--- Records for this exercise ---
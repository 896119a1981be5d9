//! Aggregation primitives shared by every stats screen.

use std::collections::HashMap;
use std::hash::Hash;

use serde::Serialize;

/// Percentage of `numerator` over `denominator`, 0 to 100.
///
/// Returns `0.0` for an empty denominator so callers always get a finite number.
pub fn rate(numerator: u64, denominator: u64) -> f64 {
    if denominator == 0 {
        0.0
    } else {
        numerator as f64 / denominator as f64 * 100.0
    }
}

/// Round to one decimal place for display.
pub fn round1(value: f64) -> f64 {
    (value * 10.0).round() / 10.0
}

/// Occurrence counts keyed by label, in first-seen order.
#[derive(Debug, Clone, Default, PartialEq, Serialize)]
#[serde(transparent)]
pub struct Distribution {
    entries: Vec<DistributionEntry>,
}

#[derive(Debug, Clone, PartialEq, Serialize)]
pub struct DistributionEntry {
    pub key: String,
    pub count: u64,
}

impl Distribution {
    pub fn get(&self, key: &str) -> u64 {
        self.entries
            .iter()
            .find(|e| e.key == key)
            .map_or(0, |e| e.count)
    }

    pub fn entries(&self) -> &[DistributionEntry] {
        &self.entries
    }

    pub fn len(&self) -> usize {
        self.entries.len()
    }

    pub fn is_empty(&self) -> bool {
        self.entries.is_empty()
    }

    pub fn total(&self) -> u64 {
        self.entries.iter().map(|e| e.count).sum()
    }

    /// Entries sorted by count, largest first, truncated to `n`.
    pub fn top(&self, n: usize) -> Vec<DistributionEntry> {
        top_n(self.entries.clone(), n, |e| e.count as f64)
    }
}

/// Count records per key. Records whose key is `None` are skipped, and no
/// zero-count keys are ever added.
pub fn tabulate<T, K, F>(records: &[T], key_fn: F) -> Distribution
where
    K: AsRef<str>,
    F: Fn(&T) -> Option<K>,
{
    let mut index: HashMap<String, usize> = HashMap::new();
    let mut entries: Vec<DistributionEntry> = Vec::new();
    for record in records {
        let Some(key) = key_fn(record) else {
            continue;
        };
        let key = key.as_ref();
        match index.get(key) {
            Some(&i) => entries[i].count += 1,
            None => {
                index.insert(key.to_string(), entries.len());
                entries.push(DistributionEntry {
                    key: key.to_string(),
                    count: 1,
                });
            }
        }
    }
    Distribution { entries }
}

/// Sort descending by `metric` and keep the first `n`.
///
/// The sort is stable: ties keep their input order. NaN metrics sort last.
pub fn top_n<T, F>(mut items: Vec<T>, n: usize, metric: F) -> Vec<T>
where
    F: Fn(&T) -> f64,
{
    items.sort_by(|a, b| {
        let (a, b) = (metric(a), metric(b));
        b.partial_cmp(&a).unwrap_or_else(|| a.is_nan().cmp(&b.is_nan()))
    });
    items.truncate(n);
    items
}

/// Group records by key, preserving first-seen key order.
pub fn group_by<'a, T, K, F>(records: &'a [T], key_fn: F) -> Vec<(K, Vec<&'a T>)>
where
    K: Eq + Hash + Clone,
    F: Fn(&T) -> K,
{
    let mut index: HashMap<K, usize> = HashMap::new();
    let mut groups: Vec<(K, Vec<&'a T>)> = Vec::new();
    for record in records {
        let key = key_fn(record);
        match index.get(&key) {
            Some(&i) => groups[i].1.push(record),
            None => {
                index.insert(key.clone(), groups.len());
                groups.push((key, vec![record]));
            }
        }
    }
    groups
}

/// One row of a ranking table.
#[derive(Debug, Clone, PartialEq, Serialize)]
pub struct RankedEntry {
    pub id: String,
    pub label: String,
    pub value: f64,
    /// Number of records behind `value`.
    pub count: u64,
}

/// Summary of a set of percentage scores.
#[derive(Debug, Clone, Default, PartialEq, Serialize)]
pub struct ScoreSummary {
    pub average: Option<f64>,
    pub median: Option<f64>,
    pub highest: Option<f64>,
    pub lowest: Option<f64>,
}

pub fn score_summary(scores: &[f64]) -> ScoreSummary {
    let mut sorted: Vec<f64> = scores.iter().copied().filter(|s| s.is_finite()).collect();
    if sorted.is_empty() {
        return ScoreSummary::default();
    }
    sorted.sort_by(|a, b| a.total_cmp(b));

    let avg = sorted.iter().sum::<f64>() / sorted.len() as f64;

    #[allow(clippy::manual_is_multiple_of)]
    let median = if sorted.len() % 2 == 0 {
        let mid = sorted.len() / 2;
        (sorted[mid - 1] + sorted[mid]) / 2.0
    } else {
        sorted[sorted.len() / 2]
    };

    ScoreSummary {
        average: Some(avg),
        median: Some(median),
        highest: sorted.last().copied(),
        lowest: sorted.first().copied(),
    }
}

#[cfg(test)]
mod tests {
    use super::*;

    #[test]
    fn test_rate_guards_zero_denominator() {
        assert_eq!(rate(0, 0), 0.0);
        assert_eq!(rate(5, 0), 0.0);
        assert!(rate(0, 0).is_finite());
    }

    #[test]
    fn test_rate_within_bounds() {
        for total in 1..=25u64 {
            for attended in 0..=total {
                let r = rate(attended, total);
                assert!((0.0..=100.0).contains(&r), "{attended}/{total} gave {r}");
            }
        }
        assert_eq!(rate(3, 4), 75.0);
    }

    #[test]
    fn test_round1() {
        assert_eq!(round1(66.666), 66.7);
        assert_eq!(round1(75.0), 75.0);
        assert_eq!(round1(0.04), 0.0);
    }

    #[test]
    fn test_tabulate_counts_only_observed_keys() {
        let records = ["present", "present", "absent", "late"];
        let dist = tabulate(&records, |r| Some(*r));
        assert_eq!(dist.get("present"), 2);
        assert_eq!(dist.get("absent"), 1);
        assert_eq!(dist.get("excused"), 0);
        assert_eq!(dist.len(), 3);
        assert_eq!(dist.entries()[0].key, "present");
    }

    #[test]
    fn test_tabulate_sum_matches_records_with_key() {
        let records = [Some("math"), None, Some("art"), Some("math"), None];
        let dist = tabulate(&records, |r| *r);
        assert_eq!(dist.total(), 3);
    }

    #[test]
    fn test_tabulate_by_string_field() {
        struct Row {
            subject: String,
        }
        let rows: Vec<Row> = ["Mathematics", "Physics", "Mathematics"]
            .iter()
            .map(|s| Row {
                subject: s.to_string(),
            })
            .collect();
        let dist = tabulate(&rows, |r| Some(r.subject.clone()));
        assert_eq!(dist.get("Mathematics"), 2);
        assert_eq!(dist.get("Physics"), 1);
        assert_eq!(dist.top(1)[0].key, "Mathematics");
    }

    #[test]
    fn test_tabulate_empty() {
        let records: [&str; 0] = [];
        let dist = tabulate(&records, |r| Some(*r));
        assert!(dist.is_empty());
        assert_eq!(dist.total(), 0);
        assert!(dist.top(5).is_empty());
    }

    #[test]
    fn test_top_n_sorted_and_truncated() {
        let items = vec![("a", 1.0), ("b", 5.0), ("c", 3.0), ("d", 4.0)];
        let top = top_n(items, 2, |i| i.1);
        assert_eq!(top, vec![("b", 5.0), ("d", 4.0)]);
    }

    #[test]
    fn test_top_n_fewer_than_n() {
        let items = vec![("a", 1.0), ("b", 2.0)];
        let top = top_n(items, 5, |i| i.1);
        assert_eq!(top.len(), 2);
        assert_eq!(top[0].0, "b");
    }

    #[test]
    fn test_top_n_ties_keep_input_order() {
        let items = vec![("A", 92.0), ("B", 78.5), ("C", 92.0)];
        let top = top_n(items, 2, |i| i.1);
        assert_eq!(top, vec![("A", 92.0), ("C", 92.0)]);

        let reversed = vec![("C", 92.0), ("B", 78.5), ("A", 92.0)];
        let top = top_n(reversed, 2, |i| i.1);
        assert_eq!(top, vec![("C", 92.0), ("A", 92.0)]);
    }

    #[test]
    fn test_top_n_nan_sorts_last() {
        let items = vec![("x", f64::NAN), ("y", 1.0)];
        let top = top_n(items, 1, |i| i.1);
        assert_eq!(top[0].0, "y");
    }

    #[test]
    fn test_group_by_first_seen_order() {
        let records = [("c2", 1), ("c1", 2), ("c2", 3)];
        let groups = group_by(&records, |r| r.0);
        assert_eq!(groups.len(), 2);
        assert_eq!(groups[0].0, "c2");
        assert_eq!(groups[0].1.len(), 2);
        assert_eq!(groups[1].0, "c1");
    }

    #[test]
    fn test_score_summary() {
        assert_eq!(score_summary(&[]), ScoreSummary::default());

        let s = score_summary(&[70.0, 90.0, 50.0, 80.0]);
        assert_eq!(s.average, Some(72.5));
        assert_eq!(s.median, Some(75.0));
        assert_eq!(s.highest, Some(90.0));
        assert_eq!(s.lowest, Some(50.0));

        let odd = score_summary(&[10.0, 30.0, 20.0]);
        assert_eq!(odd.median, Some(20.0));
    }
}
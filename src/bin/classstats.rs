use std::path::{Path, PathBuf};

use clap::{Args, Parser, Subcommand};

use classstats::date_util::parse_date;
use classstats::metrics::aggregate::{Distribution, RankedEntry};
use classstats::model::{AttendanceRecord, Homework, HomeworkSubmission, Mark, ScheduleEntry};
use classstats::{ClassroomStats, Config, Period, RecordFilter, Repository, TimeWindow};

#[derive(Parser)]
#[command(
    name = "classstats",
    about = "Classroom attendance, homework, marks and schedule statistics"
)]
struct Cli {
    /// Snapshot path (default: ~/.classstats/snapshot.json)
    #[arg(long)]
    snapshot: Option<String>,

    /// Config path (default: ~/.classstats/config.json)
    #[arg(long)]
    config: Option<String>,

    /// Increase logging verbosity
    #[arg(short, long, action = clap::ArgAction::Count)]
    verbose: u8,

    #[command(subcommand)]
    command: Commands,
}

#[derive(Subcommand)]
enum Commands {
    /// Show a stats sidebar
    Stats {
        #[command(subcommand)]
        target: StatsTarget,
    },
    /// List records matching filters
    Query {
        #[command(subcommand)]
        target: QueryTarget,
    },
    /// Search across all records
    Search {
        /// Search text
        query: String,
        /// Filter by type: attendance, event, homework, submission, assessment, result, schedule
        #[arg(long, value_name = "TYPE")]
        r#type: Option<String>,
        /// Maximum results
        #[arg(long, default_value = "50")]
        limit: usize,
        /// Output as JSON
        #[arg(long)]
        json: bool,
    },
    /// Weekly timetable roll-ups
    Schedule {
        #[command(subcommand)]
        view: ScheduleView,
    },
    /// Per-group results for one assessment
    Groups {
        /// Assessment id
        mark_id: String,
        /// Output as JSON
        #[arg(long)]
        json: bool,
    },
    /// Manage configuration
    Config {
        #[command(subcommand)]
        action: ConfigAction,
    },
    /// Write a sample snapshot to the snapshot path
    Sample {
        /// Overwrite an existing snapshot
        #[arg(long)]
        force: bool,
    },
    /// Show record counts
    Status,
}

#[derive(Subcommand)]
enum StatsTarget {
    Attendance(StatsArgs),
    Homework(StatsArgs),
    Marks(StatsArgs),
    Schedule(StatsArgs),
}

#[derive(Args)]
struct StatsArgs {
    /// Filter by class id
    #[arg(long)]
    class: Option<String>,
    /// Filter by subject (homework, marks and schedule)
    #[arg(long)]
    subject: Option<String>,
    /// Output as JSON
    #[arg(long)]
    json: bool,
}

#[derive(Subcommand)]
enum QueryTarget {
    Attendance(QueryArgs),
    Homework(QueryArgs),
    Submissions(QueryArgs),
    Marks(QueryArgs),
    Schedule(QueryArgs),
}

#[derive(Args)]
struct QueryArgs {
    /// Filter by status (homework uses the derived status)
    #[arg(long)]
    status: Option<String>,
    /// Filter by class id
    #[arg(long)]
    class: Option<String>,
    /// Filter by subject
    #[arg(long)]
    subject: Option<String>,
    /// Filter by student id
    #[arg(long)]
    student: Option<String>,
    /// Case-insensitive text search
    #[arg(long)]
    search: Option<String>,
    /// On date (YYYY-MM-DD)
    #[arg(long)]
    on: Option<String>,
    /// From date, inclusive (YYYY-MM-DD)
    #[arg(long)]
    from: Option<String>,
    /// To date, inclusive (YYYY-MM-DD)
    #[arg(long)]
    to: Option<String>,
    /// Period: today, 7d, 30d, YYYY, YYYY-MM, YYYY-Www, or START..END
    #[arg(long)]
    period: Option<String>,
    /// Maximum results
    #[arg(long, default_value = "100")]
    limit: usize,
    /// Output as JSON
    #[arg(long)]
    json: bool,
}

--- What needs to be done ---
All lines containing "reversed" in the material above should appear in your reply, copied exactly.

--- Expected answer ---
        let reversed = vec![("C", 92.0), ("B", 78.5), ("A", 92.0)];
        let top = top_n(reversed, 2, |i| i.1);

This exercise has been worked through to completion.